In reaching the conclusion that suspension is appropriate, the arbitrator notes that Policy #100.17 provides that suspension is an option. Further, the parties agreed that nothing in their collective bargaining agreement precludes the arbitrator from imposing a lesser disciplinary action. As of the date of this award, the Grievant has served, effectively, a suspension that substantially exceeds the 60 days mentioned in Policy 100.17 for a second violation of a rule or policy. Therefore, the arbitrator will direct the Employer to offer immediate reinstatement to a Nurse’s Aide position to the Grievant. Because of the Grievant’s responsibility in the situation on December 3, 2001, as discussed above, the arbitrator is not ordering that the Grievant be made whole. Rather, the Employer is to offer reinstatement to the Grievant with the seniority she had accrued as of her termination date, but without backpay and lost benefits.

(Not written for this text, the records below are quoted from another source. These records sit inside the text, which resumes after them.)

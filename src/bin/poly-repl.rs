use clap::{Parser, Subcommand};
use crossterm::tty::IsTty;
use poly_repl::{
    CellCategory, EvaluationSession, ReplError, ReplResult, Submission, TerminalRenderer,
    cell::DEFAULT_IN_PROMPT,
    client::HttpEvaluator,
    config::{ClientConfig, ConfigOverrides},
    orchestrator::TerminalList,
    repl::Repl,
};
use std::{path::PathBuf, sync::Arc, time::Duration};
use tokio::io::BufReader;
use tracing::{debug, info};
use tracing_subscriber::{EnvFilter, fmt, prelude::*};

#[derive(Parser)]
#[command(author, version, about, long_about = None)]
struct Cli {
    #[command(subcommand)]
    command: Option<Commands>,

    /// Evaluator server URL
    #[arg(long, short = 'u', env = "POLY_REPL_API_URL", global = true)]
    api_url: Option<String>,

    /// Path prefix for evaluator endpoints
    #[arg(long, env = "POLY_REPL_BASE_PATH", global = true)]
    base_path: Option<String>,

    /// Transport timeout in milliseconds (default: wait forever)
    #[arg(long, global = true)]
    timeout_ms: Option<u64>,

    /// Config directory
    #[arg(long, short = 'd', env = "POLY_REPL_CONFIG_DIR", global = true)]
    config_dir: Option<PathBuf>,

    /// Disable colored output
    #[arg(long, global = true)]
    no_color: bool,

    /// Do not print the banner
    #[arg(long, global = true)]
    no_banner: bool,

    /// Enable debug logging
    #[arg(short, long, global = true)]
    verbose: bool,
}

#[derive(Subcommand)]
enum Commands {
    /// Evaluate one expression and exit
    Eval {
        /// Expression to evaluate
        #[arg(required = true, num_args = 1..)]
        expr: Vec<String>,
    },

    /// Manage the client configuration
    Config {
        #[command(subcommand)]
        command: ConfigCommands,
    },
}

#[derive(Subcommand)]
enum ConfigCommands {
    /// Print the effective configuration
    Show,

    /// Save the effective configuration to the config directory
    Save,
}

fn load_config(cli: &Cli) -> ClientConfig {
    ClientConfig::initialize(
        cli.config_dir.clone(),
        ConfigOverrides {
            api_url: cli.api_url.clone(),
            base_path: cli.base_path.clone(),
            request_timeout: cli.timeout_ms.map(Duration::from_millis),
            no_color: cli.no_color,
            no_banner: cli.no_banner,
        },
    )
}

fn create_session(config: &ClientConfig) -> ReplResult<EvaluationSession> {
    let evaluator = HttpEvaluator::new(&config.api_url, config.request_timeout)?;
    info!("Using evaluator at {}", evaluator.base_url());
    Ok(EvaluationSession::new(
        Arc::new(evaluator),
        config.base_path.clone(),
    ))
}

async fn run_repl(config: &ClientConfig) -> ReplResult<()> {
    let session = create_session(config)?;
    let renderer = TerminalRenderer::new(DEFAULT_IN_PROMPT, config.color);
    let mut repl = Repl::new(session, renderer, TerminalList::new(std::io::stdout()))
        .with_banner(config.banner)
        .with_prompt(std::io::stdin().is_tty());

    repl.run(BufReader::new(tokio::io::stdin())).await
}

/// Returns `false` when the outcome is an error cell.
async fn eval_once(config: &ClientConfig, expr: &str) -> ReplResult<bool> {
    let input = expr.trim();
    if input.is_empty() {
        return Err(ReplError::EmptyInput);
    }

    let mut session = create_session(config)?;
    let renderer = TerminalRenderer::new(DEFAULT_IN_PROMPT, config.color);

    let Submission { echo, outcome } = session.submit(input);
    println!("{}", echo.render(&renderer));
    let outcome = outcome.await;
    println!("{}", outcome.render(&renderer));

    Ok(outcome.category() != CellCategory::Error)
}

fn handle_config_command(cmd: &ConfigCommands, config: &ClientConfig) -> ReplResult<()> {
    match cmd {
        ConfigCommands::Show => {
            println!("{}", serde_json::to_string_pretty(config)?);
        }
        ConfigCommands::Save => {
            let path = config.save()?;
            println!("Configuration saved to {}", path.display());
        }
    }
    Ok(())
}

async fn run(cli: &Cli) -> ReplResult<bool> {
    let config = load_config(cli);
    debug!("config: {:?}", config);

    match &cli.command {
        None => run_repl(&config).await.map(|_| true),
        Some(Commands::Eval { expr }) => eval_once(&config, &expr.join(" ")).await,
        Some(Commands::Config { command }) => {
            handle_config_command(command, &config).map(|_| true)
        }
    }
}

#[tokio::main(flavor = "current_thread")]
async fn main() {
    let _ = dotenv::dotenv();

    let cli = Cli::parse();

    let default_filter = if cli.verbose { "debug" } else { "warn" };
    tracing_subscriber::registry()
        .with(EnvFilter::try_from_default_env().unwrap_or_else(|_| default_filter.into()))
        .with(fmt::layer().with_writer(std::io::stderr))
        .init();

    // exit explicitly: a blocking stdin read must not hold up runtime shutdown
    let code = match run(&cli).await {
        Ok(true) => 0,
        Ok(false) => 1,
        Err(e) => {
            eprintln!("Error: {}", e);
            1
        }
    };
    std::process::exit(code);
}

The Employer is to offer the Grievant reinstatement to a position as a certified nurse’s aide, but not necessarily to the position of Shower Aide. The Grievant’s suspension is to become part of her disciplinary record. The arbitrator further directs that the Employer restore the seniority the Grievant accrued as of her termination date. The Employer is not required to pay the Grievant any backpay or lost benefits. Inasmuch as the arbitrator awards no backpay, it is not appropriate for the arbitrator to consider an attorney fee award. Based on the arbitrator’s findings and noting that there is no “clear and prevailing party,” the arbitrator concludes that it is fair that the parties divide the arbitrator’s fees evenly as permitted in Section 22.4 of the collective bargaining agreement. The arbitrator retains jurisdiction solely to resolve any dispute between the parties regarding the implementation of the remedy awarded.
It is so ordered and awarded.
Jean Savage, Arbitrator Date
 There was testimony regarding whether the Employer adequately accommodated the Grievant’s lifting restrictions. The Union did not address this issue in its brief, so the arbitrator will not discuss it in this award.
 The Grievant had a flexible arrival time and did not consistently work an 8-hour day. (Joint Exhibit No. 5.).
 Discipline and Discharge in Arbitration 156-57 (N. Brand ed.1998).
 The issue of lying involved the purchase of a special chair to help in bathing heavy patients. While there was some testimony about equipment, neither party discussed it in the briefs and it will not be considered.
 Neither party offered this statement as evidence.
 Discipline and Discharge in Arbitration 233-36 (N. Brand ed.1998).
 Apparently, the Grievant went to the Therapy Services Director to verify that, contrary to a remark the Director of Nursing made, she had told the Director before December 3 about a special chair used in bathing heavy patients.
 The arbitrator notes that the Union requested that the hearing be postponed for approximately one month.